第14章 スライト・エッジ同盟を活用しよう P329
「「推進力」を利用する」
僕は、非常にシンプルで日々容易にできる行動を通じて成功するビジネスを構築する方法を人々に指導している。
それは第4章で話したあの合併の後に、僕たちのチームが用いた「10の基本理念」のようなやり方だ。
ビジネスを構築するためには1週間毎日1つの行動を起こすほうが、7つと10とか20もの行動を1度に起こしてからその週の残りを休みにするよりもはるかに有効だということを僕は発見した。
来る週も来る週も1つの行動を起こし続ける人たちは成功するビジネスを構築するが、1度にいくつもの行動を起こしたあとまとまった休みを取るグループは、毎日1つの行動を起こす人たちよりも多くの数の行動を起こしたとしてもうまくいかない。
それはなぜなのだろう?
推進力がないからだ。
6日間休んだあとでは、あらゆることを最初から始めなければならない。
ギアを入れ替えて、行動を起こせるように自分の気持ちを奮い立たせることが必要になる。
これにはかなりのエネルギーを使うだろうし、新たな行動を始めるための第1歩が必要になるだろう。
だが、ひとたびスタートを切ってしまえば、それをやり続けるために使うエネルギーはずっと少なくて済む。
1週間毎日1つずつ行動を起こすほうが、1日に7つの行動を週に1度だけ起こすよりも優れている理由がもう1つある。
それは日々のリズムによって自分が変わり始めるということだ。
毎日1つの行動を起こすことがルーティンの一部となり、やがて自分という人間の一部になるのである。
ほんのたまに全力で頑張るというのでは、そうはならない。
朝と夕方に20分間、速足でのウォーキングをし、家のジムでも20分間の運動をすると想像してみよう。
それを1週間毎日続けたとしよう。
さて7日目にはどんな気分になるだろう?
次に、初日に朝と夕方の2回 、140分間(すなわち2時間以上)のウォーキングをし、そのあと家のジムでも140分間の運動をするとしたら(そしてその後の6日間は何もしないとしたら)どんなことになるだろう?
競争に勝つのは、着実に進む者なのだ。
進んでいる方向にプラスの変化を起こすのは、動いているときのほうがはるかに簡単だ。
車の運転のようなもので、止まっている車のタイヤの向きを変えるのは一苦労だけれど、動いてさえいれば時速20キロか30キロの速度でも、タイヤの向きを変えるのは朝飯前なのである。
すでに流れに乗っているから、簡単にできてしまうのだ。
スライト・エッジは流れだ。
そして自らのペースで、自らにとって最適な速度で、目的地に向かって自動的に進んでいく。
スライト・エッジを理解するということの中には、流れに乗って進むということを学ぶことも含まれる。
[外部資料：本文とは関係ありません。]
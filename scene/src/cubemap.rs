use glam::{vec3, Vec3};
use image::RgbImage;
use serde::{Deserialize, Serialize};

use shared::sky::CubeSampler;

use crate::Error;

/// Face files in layer order: +X, -X, +Y, -Y, +Z, -Z.
pub const FACE_FILES: [&str; 6] = [
    "right.png",
    "left.png",
    "top.png",
    "bottom.png",
    "back.png",
    "front.png",
];

const CHANNELS: usize = 3;

/// Six square RGB8 faces, sampled with bilinear filtering and clamp-to-edge wrapping.
#[derive(Clone, Debug, PartialEq, Deserialize, Serialize)]
pub struct Cubemap {
    size: u32,
    faces: Vec<Face>,
}

#[derive(Clone, Debug, PartialEq, Deserialize, Serialize)]
struct Face {
    /// Row-major, top row first.
    texels: Vec<u8>,
}

#[derive(Clone, Copy, Debug, PartialEq, Eq)]
enum Layer {
    PosX,
    NegX,
    PosY,
    NegY,
    PosZ,
    NegZ,
}

impl Cubemap {
    /// Takes faces in [`FACE_FILES`] order.
    pub fn from_faces(faces: Vec<RgbImage>) -> Result<Self, Error> {
        if faces.len() != FACE_FILES.len() {
            return Err(Error::FaceCount(faces.len()));
        }

        let size = faces[0].width();
        if size == 0 {
            return Err(Error::EmptyFace { face: FACE_FILES[0] });
        }

        let faces = faces
            .into_iter()
            .zip(FACE_FILES)
            .map(|(image, face)| {
                let (width, height) = image.dimensions();
                if width != height {
                    return Err(Error::NotSquare {
                        face,
                        width,
                        height,
                    });
                }
                if width != size {
                    return Err(Error::SizeMismatch {
                        face,
                        expected: size,
                        found: width,
                    });
                }
                Ok(Face {
                    texels: image.into_raw(),
                })
            })
            .collect::<Result<Vec<_>, _>>()?;

        Ok(Self { size, faces })
    }

    pub const fn size(&self) -> u32 {
        self.size
    }

    /// Checks invariants that a decoded asset cannot guarantee by construction.
    pub(crate) fn validate(&self) -> Result<(), Error> {
        if self.faces.len() != FACE_FILES.len() {
            return Err(Error::FaceCount(self.faces.len()));
        }

        let expected = self.size as usize * self.size as usize * CHANNELS;
        for (face, name) in self.faces.iter().zip(FACE_FILES) {
            if self.size == 0 || face.texels.len() != expected {
                return Err(Error::Corrupt {
                    face: name,
                    expected,
                    found: face.texels.len(),
                });
            }
        }
        Ok(())
    }

    fn texel(&self, layer: Layer, x: i64, y: i64) -> Vec3 {
        let last = i64::from(self.size) - 1;
        let (x, y) = (x.clamp(0, last) as usize, y.clamp(0, last) as usize);
        let offset = (y * self.size as usize + x) * CHANNELS;
        let texels = &self.faces[layer as usize].texels[offset..offset + CHANNELS];
        vec3(
            f32::from(texels[0]),
            f32::from(texels[1]),
            f32::from(texels[2]),
        ) / f32::from(u8::MAX)
    }

    fn bilinear(&self, layer: Layer, s: f32, t: f32) -> Vec3 {
        let size = self.size as f32;
        let x = s.mul_add(size, -0.5);
        let y = t.mul_add(size, -0.5);
        let (x0, y0) = (x.floor(), y.floor());
        let (fx, fy) = (x - x0, y - y0);
        let (x0, y0) = (x0 as i64, y0 as i64);

        let top = self.texel(layer, x0, y0).lerp(self.texel(layer, x0 + 1, y0), fx);
        let bottom = self
            .texel(layer, x0, y0 + 1)
            .lerp(self.texel(layer, x0 + 1, y0 + 1), fx);
        top.lerp(bottom, fy)
    }
}

impl Layer {
    /// Major-axis face selection, returning the face and its `[0, 1]` coordinates.
    fn project(direction: Vec3) -> (Self, f32, f32) {
        let Vec3 { x, y, z } = direction;
        let a = direction.abs();

        let (layer, sc, tc, major) = if a.x >= a.y && a.x >= a.z {
            if x > 0.0 {
                (Self::PosX, -z, -y, a.x)
            } else {
                (Self::NegX, z, -y, a.x)
            }
        } else if a.y >= a.z {
            if y > 0.0 {
                (Self::PosY, x, z, a.y)
            } else {
                (Self::NegY, x, -z, a.y)
            }
        } else if z > 0.0 {
            (Self::PosZ, x, -y, a.z)
        } else {
            (Self::NegZ, -x, -y, a.z)
        };

        (layer, 0.5 * (sc / major + 1.0), 0.5 * (tc / major + 1.0))
    }
}

impl CubeSampler for Cubemap {
    fn sample(&self, direction: Vec3) -> Vec3 {
        let (layer, s, t) = Layer::project(direction);
        self.bilinear(layer, s, t)
    }
}
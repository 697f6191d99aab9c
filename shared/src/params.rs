use thiserror::Error;

mod conf {
    pub const MASS: f32 = 0.5;
    pub const INNER_RADIUS_RS: f32 = 1.500_001;
    pub const OUTER_RADIUS_RS: f32 = 10.0;
    pub const THICKNESS: f32 = 0.3;

    pub const PHOTON_SPHERE_RS: f32 = 1.5;
}

/// Black hole and accretion disk description, fixed for the lifetime of a scene.
///
/// Only constructible through [`PhysicalParams::new`] (or [`Default`]), so a value
/// always satisfies `Rs > 0`, `inner > 1.5 Rs`, `outer > inner` and `thickness > 0`.
#[derive(Clone, Copy, Debug, PartialEq)]
pub struct PhysicalParams {
    mass: f32,
    inner_radius: f32,
    outer_radius: f32,
    thickness: f32,
}

#[derive(Debug, Error, PartialEq)]
pub enum ParamsError {
    #[error("black hole mass must be positive, got {0}")]
    Mass(f32),
    #[error("disk inner radius {inner} must lie outside the photon sphere at {photon_sphere}")]
    InnerRadius { inner: f32, photon_sphere: f32 },
    #[error("disk outer radius {outer} must exceed the inner radius {inner}")]
    OuterRadius { inner: f32, outer: f32 },
    #[error("disk thickness must be positive, got {0}")]
    Thickness(f32),
}

impl PhysicalParams {
    pub fn new(
        mass: f32,
        inner_radius: f32,
        outer_radius: f32,
        thickness: f32,
    ) -> Result<Self, ParamsError> {
        // negated comparisons so that NaN is rejected too
        if !(mass > 0.0 && mass.is_finite()) {
            return Err(ParamsError::Mass(mass));
        }

        let photon_sphere = conf::PHOTON_SPHERE_RS * 2.0 * mass;
        if !(inner_radius > photon_sphere) {
            return Err(ParamsError::InnerRadius {
                inner: inner_radius,
                photon_sphere,
            });
        }
        if !(outer_radius > inner_radius) {
            return Err(ParamsError::OuterRadius {
                inner: inner_radius,
                outer: outer_radius,
            });
        }
        if !(thickness > 0.0) {
            return Err(ParamsError::Thickness(thickness));
        }

        Ok(Self {
            mass,
            inner_radius,
            outer_radius,
            thickness,
        })
    }

    /// Same as [`PhysicalParams::new`] with the disk radii given in units of `Rs`.
    pub fn with_relative_disk(
        mass: f32,
        inner_radius_rs: f32,
        outer_radius_rs: f32,
        thickness: f32,
    ) -> Result<Self, ParamsError> {
        let rs = 2.0 * mass;
        Self::new(mass, inner_radius_rs * rs, outer_radius_rs * rs, thickness)
    }

    pub const fn mass(&self) -> f32 {
        self.mass
    }

    pub fn schwarzschild_radius(&self) -> f32 {
        2.0 * self.mass
    }

    pub const fn inner_radius(&self) -> f32 {
        self.inner_radius
    }

    pub const fn outer_radius(&self) -> f32 {
        self.outer_radius
    }

    pub const fn thickness(&self) -> f32 {
        self.thickness
    }
}

impl Default for PhysicalParams {
    fn default() -> Self {
        let rs = 2.0 * conf::MASS;
        Self {
            mass: conf::MASS,
            inner_radius: conf::INNER_RADIUS_RS * rs,
            outer_radius: conf::OUTER_RADIUS_RS * rs,
            thickness: conf::THICKNESS,
        }
    }
}
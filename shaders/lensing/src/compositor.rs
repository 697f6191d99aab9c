use core::ops::ControlFlow;

use shared::glam::Vec3;

pub mod conf {
    pub const EMISSION_SCALE: f32 = 10.0;
    pub const OPACITY_SCALE: f32 = 0.1;
    pub const OPAQUE_BELOW: f32 = 0.01;
    pub const GAMMA: f32 = 2.2;
}

/// Front-to-back accumulation of disk light along a single ray.
#[derive(Clone, Copy, Debug, PartialEq)]
pub struct Accumulator {
    pub light: Vec3,
    /// Fraction of the background still visible, in `[0, 1]`.
    pub transparency: f32,
}

impl Default for Accumulator {
    fn default() -> Self {
        Self {
            light: Vec3::ZERO,
            transparency: 1.0,
        }
    }
}

impl Accumulator {
    /// Adds one step's worth of emitted light and attenuates what lies behind it.
    ///
    /// Breaks once the ray is effectively opaque.
    pub fn absorb(&mut self, step_color: Vec3) -> ControlFlow<()> {
        self.light += step_color * self.transparency;

        let mean = step_color.dot(Vec3::splat(1.0 / 3.0));
        let opacity = (mean * conf::OPACITY_SCALE).clamp(0.0, 1.0);
        self.transparency *= 1.0 - opacity;

        if self.transparency < conf::OPAQUE_BELOW {
            ControlFlow::Break(())
        } else {
            ControlFlow::Continue(())
        }
    }

    /// Blends the tone-mapped disk over a display-encoded `background` and
    /// returns display-encoded color.
    pub fn resolve(&self, background: Vec3) -> Vec3 {
        let background_linear = background.powf(conf::GAMMA);
        let disk_linear = aces(self.light);
        background_linear
            .lerp(disk_linear, 1.0 - self.transparency)
            .powf(conf::GAMMA.recip())
    }
}

/// ACES filmic fit, component-wise into `[0, 1]`.
pub fn aces(x: Vec3) -> Vec3 {
    const A: f32 = 2.51;
    const B: f32 = 0.03;
    const C: f32 = 2.43;
    const D: f32 = 0.59;
    const E: f32 = 0.14;
    ((x * (A * x + B)) / (x * (C * x + D) + E)).clamp(Vec3::ZERO, Vec3::ONE)
}
use std::time::{Duration, Instant};

use anyhow::Context;
use pixels::{Pixels, SurfaceTexture};
use winit::{
    dpi::PhysicalSize,
    event::{DeviceEvent, ElementState, Event, KeyEvent, MouseButton, WindowEvent},
    event_loop::{ControlFlow, EventLoop},
    keyboard::{Key, NamedKey},
    window::{CursorGrabMode, Window, WindowBuilder},
};

use renderer::Renderer;
use shared::{sky::CubeSampler, PhysicalParams};

use crate::{cli::Args, data::orbit_controller::OrbitController, input};

pub mod conf {
    use std::time::Duration;

    pub const TITLE: &str = "Black Hole";
    pub const FPS_INTERVAL: Duration = Duration::from_secs(1);
    pub const MAX_FPS: u64 = 120;
}

pub struct App {
    // the surface must go before the window it presents to
    pixels: Pixels,
    window: Window,
    renderer: Renderer<Box<dyn CubeSampler>>,
    scale: u32,

    // state
    started: Instant,
    time_offset: f32,
    inputs: input::State,
    orbit: OrbitController,
    needs_resizing: bool,
    limiter: FrameLimiter,
    fps: FpsCounter,
}

impl App {
    pub fn window_builder(args: &Args) -> WindowBuilder {
        WindowBuilder::new()
            .with_title(conf::TITLE)
            .with_inner_size(PhysicalSize::new(args.width, args.height))
    }

    pub fn new(
        window: Window,
        args: &Args,
        params: PhysicalParams,
        sky: Box<dyn CubeSampler>,
    ) -> anyhow::Result<Self> {
        let size = window.inner_size();
        let resolution = render_resolution(size, args.scale);

        let pixels = {
            let surface = SurfaceTexture::new(size.width.max(1), size.height.max(1), &window);
            Pixels::new(resolution.0, resolution.1, surface)
                .context("Failed to create the presentation surface")?
        };

        let orbit = args.orbit(&params);
        let renderer = Renderer::create(sky, params, resolution, orbit.camera());

        let (width, height) = renderer.resolution();
        log::info!(
            "Rendering at {width}x{height} for a {}x{} window",
            size.width,
            size.height
        );

        Ok(Self {
            pixels,
            window,
            renderer,
            scale: args.scale,

            started: Instant::now(),
            time_offset: args.time,
            inputs: input::State::default(),
            orbit,
            needs_resizing: false,
            limiter: FrameLimiter::new(Instant::now()),
            fps: FpsCounter::new(Instant::now()),
        })
    }

    fn render(&mut self) {
        firestorm::profile_method!(render);

        self.update();

        if self.needs_resizing {
            if self.resize() {
                self.needs_resizing = false;
            } else {
                return;
            }
        }

        let time = self.time_offset + self.started.elapsed().as_secs_f32();
        if let Err(err) = self.renderer.render(time, self.pixels.frame_mut()) {
            log::warn!("Skipping frame: {err}");
            self.needs_resizing = true;
            return;
        }
        if let Err(err) = self.pixels.render() {
            log::warn!("Failed to present frame: {err}");
            self.needs_resizing = true;
            return;
        }

        if let Some(fps) = self.fps.tick(Instant::now()) {
            log::info!("{fps:.1} fps, {} frames", self.renderer.frames_rendered());
            self.window.set_title(&format!("{} ({fps:.1} fps)", conf::TITLE));
        }
    }

    fn update(&mut self) {
        let mouse_delta = self.inputs.mouse_delta();
        let has_rotation = mouse_delta.length_squared() > 0.;
        if has_rotation {
            self.orbit.rotate(mouse_delta);
        }

        let scroll = self.inputs.scroll();
        let has_zoom = scroll != 0.;
        if has_zoom {
            self.orbit.zoom(scroll);
        }

        if has_rotation || has_zoom {
            self.renderer.update_camera(self.orbit.camera());
        }
    }

    /// Returns `false` while the window is minimized.
    fn resize(&mut self) -> bool {
        let size = self.window.inner_size();
        if size.width == 0 || size.height == 0 {
            return false;
        }

        let resolution = render_resolution(size, self.scale);
        if let Err(err) = self.pixels.resize_surface(size.width, size.height) {
            log::warn!("Failed to resize surface: {err}");
            return false;
        }
        if let Err(err) = self.pixels.resize_buffer(resolution.0, resolution.1) {
            log::warn!("Failed to resize frame buffer: {err}");
            return false;
        }
        self.renderer.resize(resolution);
        true
    }

    /// Hides and confines the cursor while the orbit is being dragged.
    fn set_dragging(&self, dragging: bool) {
        let grab = if dragging {
            self.window
                .set_cursor_grab(CursorGrabMode::Confined)
                .or_else(|_| self.window.set_cursor_grab(CursorGrabMode::Locked))
        } else {
            self.window.set_cursor_grab(CursorGrabMode::None)
        };
        if let Err(err) = grab {
            log::debug!("Cursor grab unavailable: {err}");
        }
        self.window.set_cursor_visible(!dragging);
    }

    pub fn run(mut self, event_loop: EventLoop<()>) -> anyhow::Result<()> {
        event_loop
            .run(move |event, elwt| match event {
                Event::AboutToWait => {
                    if self.limiter.ready(Instant::now()) {
                        self.render();
                    }
                    elwt.set_control_flow(ControlFlow::WaitUntil(self.limiter.deadline()));
                }
                Event::WindowEvent { ref event, .. } => match event {
                    WindowEvent::Resized(_) | WindowEvent::ScaleFactorChanged { .. } => {
                        self.needs_resizing = true;
                    }
                    WindowEvent::CloseRequested
                    | WindowEvent::KeyboardInput {
                        event:
                            KeyEvent {
                                logical_key: Key::Named(NamedKey::Escape),
                                state: ElementState::Pressed,
                                repeat: false,
                                ..
                            },
                        ..
                    } => elwt.exit(),
                    WindowEvent::MouseInput { button, state, .. } => {
                        self.inputs.handle_button(*button, *state);
                        if *button == MouseButton::Left {
                            self.set_dragging(*state == ElementState::Pressed);
                        }
                    }
                    WindowEvent::MouseWheel { delta, .. } => self.inputs.handle_scroll(*delta),
                    _ => (),
                },
                Event::DeviceEvent {
                    event: DeviceEvent::MouseMotion { delta },
                    ..
                } => self.inputs.handle_mouse_motion(delta),
                _ => (),
            })
            .context("Error running the event loop")
    }
}

fn render_resolution(size: PhysicalSize<u32>, scale: u32) -> (u32, u32) {
    ((size.width / scale).max(1), (size.height / scale).max(1))
}

/// Caps the frame rate at [`conf::MAX_FPS`], leaving at least one budget between frames.
struct FrameLimiter {
    next: Instant,
}

impl FrameLimiter {
    const BUDGET: Duration = Duration::from_nanos(1_000_000_000 / conf::MAX_FPS);

    const fn new(now: Instant) -> Self {
        Self { next: now }
    }

    fn ready(&mut self, now: Instant) -> bool {
        if now < self.next {
            return false;
        }
        self.next = now + Self::BUDGET;
        true
    }

    const fn deadline(&self) -> Instant {
        self.next
    }
}

/// Frames presented per second, reported once per interval.
struct FpsCounter {
    since: Instant,
    frames: u32,
}

impl FpsCounter {
    const fn new(now: Instant) -> Self {
        Self {
            since: now,
            frames: 0,
        }
    }

    fn tick(&mut self, now: Instant) -> Option<f32> {
        self.frames += 1;
        let elapsed = now.saturating_duration_since(self.since);
        if elapsed < conf::FPS_INTERVAL {
            return None;
        }

        let fps = self.frames as f32 / elapsed.as_secs_f32();
        *self = Self::new(now);
        Some(fps)
    }
}
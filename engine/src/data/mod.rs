pub mod orbit_controller;
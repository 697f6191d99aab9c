pub mod inputs;
pub mod params;
pub mod sky;

pub use glam;

pub use params::{ParamsError, PhysicalParams};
好きな速度で突っ走ることもできるだろうが、それではスライト・エッジを無視することになる。
あなたの同意があろうとなかろうと、スライト・エッジが動いていることにあなたが気づいていようがいまいが、スライト・エッジは常に自らにとって最適な速度で動いている。
体操競技の世界大会優勝者、ダン・ミルマンの名著『癒しの旅(ピースフル・ウォリアー)』(徳間書店)では、このことがうまく表現されている(ちなみにこの本は、僕のお気
に入りの冊だ)。
流れに乗れ。その流れと共に流れて行けばいいのだ。